*** Opening Information shown ***

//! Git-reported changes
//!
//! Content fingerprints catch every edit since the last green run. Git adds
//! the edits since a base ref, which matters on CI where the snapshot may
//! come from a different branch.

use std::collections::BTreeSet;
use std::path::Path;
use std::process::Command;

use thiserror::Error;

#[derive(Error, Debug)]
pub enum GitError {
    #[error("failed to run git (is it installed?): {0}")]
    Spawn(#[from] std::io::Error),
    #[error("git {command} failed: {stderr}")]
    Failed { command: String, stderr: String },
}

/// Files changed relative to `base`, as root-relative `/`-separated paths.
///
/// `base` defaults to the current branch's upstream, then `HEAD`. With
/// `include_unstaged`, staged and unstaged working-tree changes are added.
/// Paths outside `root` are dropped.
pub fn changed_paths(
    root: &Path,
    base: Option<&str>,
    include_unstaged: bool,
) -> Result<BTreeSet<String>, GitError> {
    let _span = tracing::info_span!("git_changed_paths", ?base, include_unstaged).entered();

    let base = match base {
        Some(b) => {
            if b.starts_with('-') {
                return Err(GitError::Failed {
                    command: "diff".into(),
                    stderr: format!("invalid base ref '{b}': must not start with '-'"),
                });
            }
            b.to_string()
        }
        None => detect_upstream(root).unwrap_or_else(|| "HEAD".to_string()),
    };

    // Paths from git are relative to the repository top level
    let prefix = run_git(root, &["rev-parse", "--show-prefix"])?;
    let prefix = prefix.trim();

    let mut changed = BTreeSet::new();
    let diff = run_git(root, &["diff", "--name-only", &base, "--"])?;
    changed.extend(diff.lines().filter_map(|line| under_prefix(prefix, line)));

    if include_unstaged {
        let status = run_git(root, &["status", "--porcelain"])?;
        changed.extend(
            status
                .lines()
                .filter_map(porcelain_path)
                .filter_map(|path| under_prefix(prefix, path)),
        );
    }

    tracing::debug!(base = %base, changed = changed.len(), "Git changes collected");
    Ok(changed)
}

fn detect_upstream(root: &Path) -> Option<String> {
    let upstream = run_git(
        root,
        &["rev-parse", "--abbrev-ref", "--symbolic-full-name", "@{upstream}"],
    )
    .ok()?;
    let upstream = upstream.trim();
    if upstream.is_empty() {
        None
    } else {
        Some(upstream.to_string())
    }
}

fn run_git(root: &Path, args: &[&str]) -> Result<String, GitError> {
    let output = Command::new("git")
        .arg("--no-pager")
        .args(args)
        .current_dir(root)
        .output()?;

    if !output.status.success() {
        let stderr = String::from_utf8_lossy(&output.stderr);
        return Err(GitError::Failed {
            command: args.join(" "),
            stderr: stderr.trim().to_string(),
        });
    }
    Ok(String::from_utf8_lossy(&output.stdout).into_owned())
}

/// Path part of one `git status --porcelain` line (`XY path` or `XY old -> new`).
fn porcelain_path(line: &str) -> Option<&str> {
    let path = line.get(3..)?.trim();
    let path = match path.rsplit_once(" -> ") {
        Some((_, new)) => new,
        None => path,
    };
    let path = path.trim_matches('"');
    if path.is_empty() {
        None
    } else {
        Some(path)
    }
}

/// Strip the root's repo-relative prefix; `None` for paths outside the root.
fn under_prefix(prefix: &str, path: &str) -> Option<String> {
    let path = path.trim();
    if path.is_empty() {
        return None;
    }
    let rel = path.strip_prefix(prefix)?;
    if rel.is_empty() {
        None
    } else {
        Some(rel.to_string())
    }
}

*** Closing Information shown ***

__Work instructions__
Emit verbatim the lines running from the one with "Ok(String::from_utf8_lossy(&output.stdout).into_owned())" through the last line of the data, both endpoints inclusive.

__Exercise response__
    Ok(String::from_utf8_lossy(&output.stdout).into_owned())
}

/// Path part of one `git status --porcelain` line (`XY path` or `XY old -> new`).
fn porcelain_path(line: &str) -> Option<&str> {
    let path = line.get(3..)?.trim();
    let path = match path.rsplit_once(" -> ") {
        Some((_, new)) => new,
        None => path,
    };
    let path = path.trim_matches('"');
    if path.is_empty() {
        None
    } else {
        Some(path)
    }
}

/// Strip the root's repo-relative prefix; `None` for paths outside the root.
fn under_prefix(prefix: &str, path: &str) -> Option<String> {
    let path = path.trim();
    if path.is_empty() {
        return None;
    }
    let rel = path.strip_prefix(prefix)?;
    if rel.is_empty() {
        None
    } else {
        Some(rel.to_string())
    }
}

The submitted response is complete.